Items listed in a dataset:
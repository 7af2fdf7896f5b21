use serde::{Deserialize, Serialize};

/// response of an operation injection. the group id is kept exactly as the
/// node returned it, which includes json quoting and a trailing newline.
#[derive(Debug, Clone, PartialEq, Eq)]
pub struct OperationResponse {
    pub operation_group_id: String,
}

/// on-chain confirmation of an operation group as reported by the indexer
#[derive(Debug, Clone, PartialEq, Eq, Serialize, Deserialize)]
pub struct Confirmation {
    pub operation_group_hash: String,
    pub status: String,
    pub block_hash: String,
    pub block_level: u64,
    pub originated_contracts: Vec<String>,
}

impl Confirmation {
    pub fn is_applied(&self) -> bool {
        self.status == "applied"
    }
}
use std::fmt;

use async_trait::async_trait;
use fa2_chain_client_utils::{
    common::{
        error::ChainClientError,
        transaction::{Confirmation, OperationResponse},
    },
    tezos::{
        account::Account,
        base_client::TezosBaseClient,
        indexer_client::{ConfirmationSettings, ConseilClient, IndexerClient},
        operations::ContractParameters,
    },
    tezos_client::TezosClient,
};
use fa2_micheline_utils::Micheline;
use log::info;
use thiserror::Error;
use tokio_util::sync::CancellationToken;

use crate::config::DeployConfig;

pub type ConnectorResult<T> = Result<T, ConnectorError>;

#[derive(Error, Debug)]
pub enum ConnectorError {
    #[error(transparent)]
    ChainClient(#[from] ChainClientError),

    #[error("Account is not initialized")]
    AccountNotInitialized,
}

/// chain access needed by the deployment pipeline.
/// the connector owns the signing account once `init_account` has run.
#[async_trait]
pub trait Connector: fmt::Debug + Send + Sync {
    /// restores the account from its secret key and returns its address
    async fn init_account(&mut self, secret_key: &str) -> ConnectorResult<String>;

    /// originates a contract with zero balance
    async fn originate(
        &mut self,
        code: Micheline,
        storage: Micheline,
    ) -> ConnectorResult<OperationResponse>;

    /// calls `entrypoint` of `contract` with zero amount
    async fn invoke(
        &mut self,
        contract: &str,
        entrypoint: &str,
        parameters: ContractParameters,
    ) -> ConnectorResult<OperationResponse>;

    /// waits for the operation group to be included and applied
    async fn await_confirmation(&self, operation_group_hash: &str)
        -> ConnectorResult<Confirmation>;
}

pub struct TezosConnector {
    client: TezosClient,
    indexer: ConseilClient,
    settings: ConfirmationSettings,
    cancel: CancellationToken,
    account: Option<Account>,
}

impl fmt::Debug for TezosConnector {
    fn fmt(&self, f: &mut fmt::Formatter<'_>) -> fmt::Result {
        f.debug_struct("TezosConnector")
            .field("settings", &self.settings)
            .field("account", &self.account.as_ref().map(|a| a.address()))
            .finish_non_exhaustive()
    }
}

impl TezosConnector {
    pub fn new(config: &DeployConfig, cancel: CancellationToken) -> ConnectorResult<Self> {
        let client = TezosClient::new(&config.node.rpc_url, Some(config.node.branch_offset))?;
        let indexer = ConseilClient::new(
            &config.indexer.url,
            &config.indexer.api_key,
            &config.indexer.network,
        );

        Ok(Self {
            client,
            indexer,
            settings: ConfirmationSettings::from(&config.confirmation),
            cancel,
            account: None,
        })
    }
}

#[async_trait]
impl Connector for TezosConnector {
    async fn init_account(&mut self, secret_key: &str) -> ConnectorResult<String> {
        let account = self.client.init_account(secret_key).await?;
        let address = account.address().to_string();

        info!(
            "Initialized account {address} (counter {}, revealed: {})",
            account.counter, account.revealed
        );

        self.account = Some(account);
        Ok(address)
    }

    async fn originate(
        &mut self,
        code: Micheline,
        storage: Micheline,
    ) -> ConnectorResult<OperationResponse> {
        let client = &self.client;
        let account = self
            .account
            .as_mut()
            .ok_or(ConnectorError::AccountNotInitialized)?;

        Ok(client
            .send_contract_origination_operation(account, 0, code, storage)
            .await?)
    }

    async fn invoke(
        &mut self,
        contract: &str,
        entrypoint: &str,
        parameters: ContractParameters,
    ) -> ConnectorResult<OperationResponse> {
        let client = &self.client;
        let account = self
            .account
            .as_mut()
            .ok_or(ConnectorError::AccountNotInitialized)?;

        Ok(client
            .send_contract_invocation_operation(account, contract, 0, entrypoint, parameters)
            .await?)
    }

    async fn await_confirmation(
        &self,
        operation_group_hash: &str,
    ) -> ConnectorResult<Confirmation> {
        Ok(self
            .indexer
            .await_operation_confirmation(operation_group_hash, self.settings, &self.cancel)
            .await?)
    }
}

#[cfg(test)]
mod tests {
    use super::*;

    fn config() -> DeployConfig {
        let mut config = DeployConfig::default();
        config.node.rpc_url = "http://localhost:8732".to_string();
        config.indexer.url = "http://localhost:1337".to_string();
        config.indexer.network = "sandboxnet".to_string();
        config.confirmation.blocks = 2;
        config
    }

    #[tokio::test]
    async fn test_operations_require_an_account() {
        let mut connector = TezosConnector::new(&config(), CancellationToken::new()).unwrap();

        let result = connector
            .originate(Micheline::empty_seq(), Micheline::unit())
            .await;
        assert!(matches!(result, Err(ConnectorError::AccountNotInitialized)));

        let result = connector
            .invoke(
                "KT1RJ6PbjHpwc3M5rw5s2Nbmefwbuwbdxton",
                "default",
                ContractParameters::Michelson("Unit".to_string()),
            )
            .await;
        assert!(matches!(result, Err(ConnectorError::AccountNotInitialized)));
    }

    #[test]
    fn test_connector_takes_confirmation_settings_from_config() {
        let connector = TezosConnector::new(&config(), CancellationToken::new()).unwrap();

        assert_eq!(connector.settings.blocks, 2);
        assert_eq!(connector.settings.block_time.as_secs(), 61);
        assert!(format!("{connector:?}").contains("account: None"));
    }
}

→ DESCRIPTION OF THE TASK:
Your answer should be all lines from the data that contain "field".

→ COMPLETED EXERCISE:
            .field("settings", &self.settings)
            .field("account", &self.account.as_ref().map(|a| a.address()))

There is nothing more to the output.